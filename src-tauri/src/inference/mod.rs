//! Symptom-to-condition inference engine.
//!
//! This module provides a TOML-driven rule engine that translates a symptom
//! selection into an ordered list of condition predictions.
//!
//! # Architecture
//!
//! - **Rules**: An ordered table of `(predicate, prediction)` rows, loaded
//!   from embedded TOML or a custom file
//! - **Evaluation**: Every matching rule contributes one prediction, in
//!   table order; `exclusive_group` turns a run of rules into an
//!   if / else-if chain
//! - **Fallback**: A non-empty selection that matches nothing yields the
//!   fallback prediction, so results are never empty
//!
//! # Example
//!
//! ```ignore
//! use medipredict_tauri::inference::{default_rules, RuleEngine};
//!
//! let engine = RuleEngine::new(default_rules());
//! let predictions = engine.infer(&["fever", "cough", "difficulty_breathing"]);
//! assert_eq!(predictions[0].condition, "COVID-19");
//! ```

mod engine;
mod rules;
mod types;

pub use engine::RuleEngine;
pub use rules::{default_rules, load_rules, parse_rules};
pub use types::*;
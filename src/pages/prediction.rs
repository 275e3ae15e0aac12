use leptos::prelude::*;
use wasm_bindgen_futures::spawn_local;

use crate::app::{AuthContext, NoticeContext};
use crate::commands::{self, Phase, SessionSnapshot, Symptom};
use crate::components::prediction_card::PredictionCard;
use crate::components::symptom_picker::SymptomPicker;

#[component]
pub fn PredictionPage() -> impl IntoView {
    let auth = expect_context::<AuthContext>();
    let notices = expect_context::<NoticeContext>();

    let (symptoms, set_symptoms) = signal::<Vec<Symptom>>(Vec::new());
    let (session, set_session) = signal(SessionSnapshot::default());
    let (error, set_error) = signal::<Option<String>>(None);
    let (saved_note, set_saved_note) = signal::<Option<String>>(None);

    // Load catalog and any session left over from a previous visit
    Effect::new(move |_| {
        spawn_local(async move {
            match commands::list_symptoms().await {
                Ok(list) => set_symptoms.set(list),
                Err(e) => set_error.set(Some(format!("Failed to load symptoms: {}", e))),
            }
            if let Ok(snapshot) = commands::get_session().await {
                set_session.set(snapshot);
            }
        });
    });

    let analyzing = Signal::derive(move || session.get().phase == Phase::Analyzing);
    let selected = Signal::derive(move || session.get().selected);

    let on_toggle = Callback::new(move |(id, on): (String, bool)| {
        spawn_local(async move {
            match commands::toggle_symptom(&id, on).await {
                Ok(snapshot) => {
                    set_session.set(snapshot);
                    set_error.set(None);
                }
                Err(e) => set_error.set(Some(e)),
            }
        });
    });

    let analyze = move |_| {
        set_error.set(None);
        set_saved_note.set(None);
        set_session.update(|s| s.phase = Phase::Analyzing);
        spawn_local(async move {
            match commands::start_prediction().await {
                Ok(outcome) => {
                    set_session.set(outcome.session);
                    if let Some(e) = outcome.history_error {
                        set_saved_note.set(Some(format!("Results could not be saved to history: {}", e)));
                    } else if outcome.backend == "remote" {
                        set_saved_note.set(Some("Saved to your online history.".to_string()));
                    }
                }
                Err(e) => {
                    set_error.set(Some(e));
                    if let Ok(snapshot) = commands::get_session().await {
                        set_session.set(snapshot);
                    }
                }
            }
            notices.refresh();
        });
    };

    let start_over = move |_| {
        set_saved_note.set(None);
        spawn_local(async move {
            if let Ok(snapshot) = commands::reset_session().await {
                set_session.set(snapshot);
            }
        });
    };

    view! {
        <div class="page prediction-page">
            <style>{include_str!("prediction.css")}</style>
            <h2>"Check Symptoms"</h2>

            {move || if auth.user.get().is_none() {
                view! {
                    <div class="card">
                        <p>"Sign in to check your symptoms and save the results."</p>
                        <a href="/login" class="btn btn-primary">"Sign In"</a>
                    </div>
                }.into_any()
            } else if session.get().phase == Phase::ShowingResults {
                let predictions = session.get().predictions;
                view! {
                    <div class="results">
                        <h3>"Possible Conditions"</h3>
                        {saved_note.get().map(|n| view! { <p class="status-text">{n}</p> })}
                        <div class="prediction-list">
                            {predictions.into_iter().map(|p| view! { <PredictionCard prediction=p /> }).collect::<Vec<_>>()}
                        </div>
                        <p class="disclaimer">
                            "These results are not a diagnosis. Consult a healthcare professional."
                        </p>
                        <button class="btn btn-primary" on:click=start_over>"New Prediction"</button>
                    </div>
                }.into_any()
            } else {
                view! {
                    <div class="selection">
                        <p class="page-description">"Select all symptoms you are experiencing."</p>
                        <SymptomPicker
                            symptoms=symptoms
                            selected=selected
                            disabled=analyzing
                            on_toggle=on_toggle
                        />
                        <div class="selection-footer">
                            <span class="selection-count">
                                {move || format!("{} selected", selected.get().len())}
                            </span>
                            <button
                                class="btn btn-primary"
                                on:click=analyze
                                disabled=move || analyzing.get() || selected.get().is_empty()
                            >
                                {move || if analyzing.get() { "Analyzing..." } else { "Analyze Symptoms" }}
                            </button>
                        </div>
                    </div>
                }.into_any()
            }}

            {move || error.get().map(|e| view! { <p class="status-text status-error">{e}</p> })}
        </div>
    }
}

──────────────────────────────

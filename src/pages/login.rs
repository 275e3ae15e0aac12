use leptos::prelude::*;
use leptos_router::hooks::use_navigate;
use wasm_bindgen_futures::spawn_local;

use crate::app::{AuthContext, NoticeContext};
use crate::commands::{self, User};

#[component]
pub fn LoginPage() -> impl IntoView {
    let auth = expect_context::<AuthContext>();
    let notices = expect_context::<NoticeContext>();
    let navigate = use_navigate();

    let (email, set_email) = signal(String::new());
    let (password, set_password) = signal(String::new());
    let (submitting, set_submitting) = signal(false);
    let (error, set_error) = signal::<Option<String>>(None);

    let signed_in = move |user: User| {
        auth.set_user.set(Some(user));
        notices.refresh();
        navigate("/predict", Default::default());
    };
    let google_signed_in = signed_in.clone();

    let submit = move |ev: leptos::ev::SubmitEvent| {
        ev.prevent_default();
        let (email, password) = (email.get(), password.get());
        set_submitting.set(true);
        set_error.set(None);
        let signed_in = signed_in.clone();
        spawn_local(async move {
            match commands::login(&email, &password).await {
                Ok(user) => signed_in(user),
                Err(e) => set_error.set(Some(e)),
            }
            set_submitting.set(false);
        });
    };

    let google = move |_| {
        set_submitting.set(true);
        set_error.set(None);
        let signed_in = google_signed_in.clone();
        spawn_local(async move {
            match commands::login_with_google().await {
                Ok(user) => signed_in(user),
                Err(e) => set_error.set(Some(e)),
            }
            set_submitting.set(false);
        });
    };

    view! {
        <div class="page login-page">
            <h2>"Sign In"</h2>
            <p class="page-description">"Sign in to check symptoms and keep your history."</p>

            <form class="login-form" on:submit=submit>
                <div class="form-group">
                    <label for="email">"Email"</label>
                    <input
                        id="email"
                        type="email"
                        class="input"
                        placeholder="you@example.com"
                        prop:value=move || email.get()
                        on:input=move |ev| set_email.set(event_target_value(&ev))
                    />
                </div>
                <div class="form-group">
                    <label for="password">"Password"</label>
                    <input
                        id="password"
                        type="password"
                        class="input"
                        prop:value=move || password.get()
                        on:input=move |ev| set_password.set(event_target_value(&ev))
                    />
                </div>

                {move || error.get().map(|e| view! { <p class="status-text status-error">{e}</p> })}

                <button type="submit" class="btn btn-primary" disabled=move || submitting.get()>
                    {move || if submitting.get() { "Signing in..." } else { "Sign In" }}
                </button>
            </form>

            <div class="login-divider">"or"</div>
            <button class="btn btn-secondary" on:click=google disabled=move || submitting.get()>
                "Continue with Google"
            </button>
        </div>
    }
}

──────────────────────────────

What you need to do: Return only the part of the records above that opens with the line containing "filename src-tauri/src/inference/mod.rs" and closes with the line containing "if / else-if chain", ends included.

Answer box:
filename src-tauri/src/inference/mod.rs
//! Symptom-to-condition inference engine.
//!
//! This module provides a TOML-driven rule engine that translates a symptom
//! selection into an ordered list of condition predictions.
//!
//! # Architecture
//!
//! - **Rules**: An ordered table of `(predicate, prediction)` rows, loaded
//!   from embedded TOML or a custom file
//! - **Evaluation**: Every matching rule contributes one prediction, in
//!   table order; `exclusive_group` turns a run of rules into an
//!   if / else-if chain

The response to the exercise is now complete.